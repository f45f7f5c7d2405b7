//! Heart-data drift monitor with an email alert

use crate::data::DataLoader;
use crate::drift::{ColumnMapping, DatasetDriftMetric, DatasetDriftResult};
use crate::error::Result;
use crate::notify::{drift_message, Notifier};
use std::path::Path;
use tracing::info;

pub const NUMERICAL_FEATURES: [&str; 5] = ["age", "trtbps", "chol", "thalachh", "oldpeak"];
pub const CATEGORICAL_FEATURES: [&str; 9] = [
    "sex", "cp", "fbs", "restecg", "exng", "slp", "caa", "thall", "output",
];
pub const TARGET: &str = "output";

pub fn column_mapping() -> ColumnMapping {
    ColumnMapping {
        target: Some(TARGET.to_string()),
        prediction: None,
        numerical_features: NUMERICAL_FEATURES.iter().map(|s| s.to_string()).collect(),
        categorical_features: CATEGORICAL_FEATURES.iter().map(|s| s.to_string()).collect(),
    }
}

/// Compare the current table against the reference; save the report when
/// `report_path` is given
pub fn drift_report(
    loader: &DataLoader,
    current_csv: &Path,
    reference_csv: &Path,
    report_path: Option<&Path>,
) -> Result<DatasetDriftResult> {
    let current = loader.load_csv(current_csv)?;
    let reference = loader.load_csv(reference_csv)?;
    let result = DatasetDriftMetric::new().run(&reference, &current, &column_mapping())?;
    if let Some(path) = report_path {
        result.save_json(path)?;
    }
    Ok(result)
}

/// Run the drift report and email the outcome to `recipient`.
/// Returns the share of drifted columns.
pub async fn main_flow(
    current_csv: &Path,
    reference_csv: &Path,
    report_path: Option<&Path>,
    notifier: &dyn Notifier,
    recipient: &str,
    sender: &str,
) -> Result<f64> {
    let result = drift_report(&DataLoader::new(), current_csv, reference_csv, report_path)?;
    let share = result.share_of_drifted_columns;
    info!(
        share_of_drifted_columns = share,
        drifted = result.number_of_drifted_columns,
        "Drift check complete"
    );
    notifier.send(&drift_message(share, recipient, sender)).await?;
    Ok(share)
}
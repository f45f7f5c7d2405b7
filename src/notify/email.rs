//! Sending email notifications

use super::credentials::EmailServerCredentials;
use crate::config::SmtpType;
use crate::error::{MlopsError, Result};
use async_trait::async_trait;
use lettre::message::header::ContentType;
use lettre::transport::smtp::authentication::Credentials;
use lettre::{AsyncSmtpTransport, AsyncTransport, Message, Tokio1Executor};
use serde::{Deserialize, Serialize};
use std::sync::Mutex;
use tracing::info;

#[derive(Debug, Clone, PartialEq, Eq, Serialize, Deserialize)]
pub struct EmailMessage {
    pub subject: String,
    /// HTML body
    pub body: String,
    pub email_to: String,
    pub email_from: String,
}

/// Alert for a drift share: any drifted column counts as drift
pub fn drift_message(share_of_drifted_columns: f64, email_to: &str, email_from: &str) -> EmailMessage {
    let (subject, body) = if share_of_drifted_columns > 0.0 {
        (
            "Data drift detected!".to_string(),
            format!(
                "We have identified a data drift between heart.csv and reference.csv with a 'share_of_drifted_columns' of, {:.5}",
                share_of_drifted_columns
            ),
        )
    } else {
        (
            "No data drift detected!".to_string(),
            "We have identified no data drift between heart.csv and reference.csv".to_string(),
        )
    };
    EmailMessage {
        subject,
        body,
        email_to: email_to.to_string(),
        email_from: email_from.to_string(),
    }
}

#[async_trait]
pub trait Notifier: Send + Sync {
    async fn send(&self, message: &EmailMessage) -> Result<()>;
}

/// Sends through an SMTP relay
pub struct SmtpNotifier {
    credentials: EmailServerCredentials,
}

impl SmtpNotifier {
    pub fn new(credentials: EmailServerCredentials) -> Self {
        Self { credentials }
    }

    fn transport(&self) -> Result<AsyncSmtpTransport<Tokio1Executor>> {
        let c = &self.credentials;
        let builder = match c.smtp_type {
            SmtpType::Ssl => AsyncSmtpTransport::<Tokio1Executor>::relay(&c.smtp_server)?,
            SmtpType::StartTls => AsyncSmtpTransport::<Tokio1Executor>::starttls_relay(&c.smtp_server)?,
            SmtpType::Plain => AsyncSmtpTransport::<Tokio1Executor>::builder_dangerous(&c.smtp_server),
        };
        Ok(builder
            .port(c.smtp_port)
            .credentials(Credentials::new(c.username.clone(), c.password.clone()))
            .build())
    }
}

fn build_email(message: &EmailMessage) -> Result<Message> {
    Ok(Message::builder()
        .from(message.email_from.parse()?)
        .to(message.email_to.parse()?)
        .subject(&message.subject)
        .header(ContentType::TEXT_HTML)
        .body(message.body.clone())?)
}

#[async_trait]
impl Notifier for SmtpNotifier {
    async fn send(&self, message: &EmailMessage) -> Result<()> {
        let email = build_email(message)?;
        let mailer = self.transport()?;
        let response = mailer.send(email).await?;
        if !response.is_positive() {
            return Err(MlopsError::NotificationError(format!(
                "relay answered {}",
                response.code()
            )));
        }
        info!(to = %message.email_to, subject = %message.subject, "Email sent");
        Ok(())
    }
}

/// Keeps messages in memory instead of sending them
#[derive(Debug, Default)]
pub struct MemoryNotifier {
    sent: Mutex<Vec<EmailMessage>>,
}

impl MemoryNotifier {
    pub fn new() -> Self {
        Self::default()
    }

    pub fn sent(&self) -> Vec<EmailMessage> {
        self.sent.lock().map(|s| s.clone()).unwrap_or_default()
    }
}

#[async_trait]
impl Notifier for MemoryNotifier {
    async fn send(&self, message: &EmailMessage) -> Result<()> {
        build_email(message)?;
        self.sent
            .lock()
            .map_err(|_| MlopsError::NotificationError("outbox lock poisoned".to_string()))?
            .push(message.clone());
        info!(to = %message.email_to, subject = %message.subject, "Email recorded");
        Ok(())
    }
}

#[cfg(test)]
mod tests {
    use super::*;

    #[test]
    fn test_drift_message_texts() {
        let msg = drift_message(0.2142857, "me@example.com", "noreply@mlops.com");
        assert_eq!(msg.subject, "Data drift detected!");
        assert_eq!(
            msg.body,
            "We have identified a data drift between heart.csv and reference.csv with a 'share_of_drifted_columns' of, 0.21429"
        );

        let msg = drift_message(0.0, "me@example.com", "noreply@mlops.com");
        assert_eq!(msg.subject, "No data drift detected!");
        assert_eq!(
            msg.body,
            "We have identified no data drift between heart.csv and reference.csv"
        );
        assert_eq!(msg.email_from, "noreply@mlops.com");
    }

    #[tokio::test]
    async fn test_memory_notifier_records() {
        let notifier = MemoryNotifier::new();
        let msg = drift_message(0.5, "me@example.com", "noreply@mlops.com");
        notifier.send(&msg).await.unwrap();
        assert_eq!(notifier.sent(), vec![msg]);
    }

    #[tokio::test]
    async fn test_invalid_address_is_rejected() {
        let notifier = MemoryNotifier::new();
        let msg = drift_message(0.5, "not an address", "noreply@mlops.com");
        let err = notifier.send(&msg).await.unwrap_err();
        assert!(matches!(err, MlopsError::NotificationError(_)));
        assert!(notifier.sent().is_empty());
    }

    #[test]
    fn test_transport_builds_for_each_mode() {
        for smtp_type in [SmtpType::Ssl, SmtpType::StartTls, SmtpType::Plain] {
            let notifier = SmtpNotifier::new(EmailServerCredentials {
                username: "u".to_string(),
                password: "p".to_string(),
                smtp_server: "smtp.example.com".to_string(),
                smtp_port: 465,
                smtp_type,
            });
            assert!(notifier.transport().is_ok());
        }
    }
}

Work task » Make a list of all lines in the data that contain "EmailServerCredentials".

Output for this task »
use super::credentials::EmailServerCredentials;
    credentials: EmailServerCredentials,
    pub fn new(credentials: EmailServerCredentials) -> Self {
            let notifier = SmtpNotifier::new(EmailServerCredentials {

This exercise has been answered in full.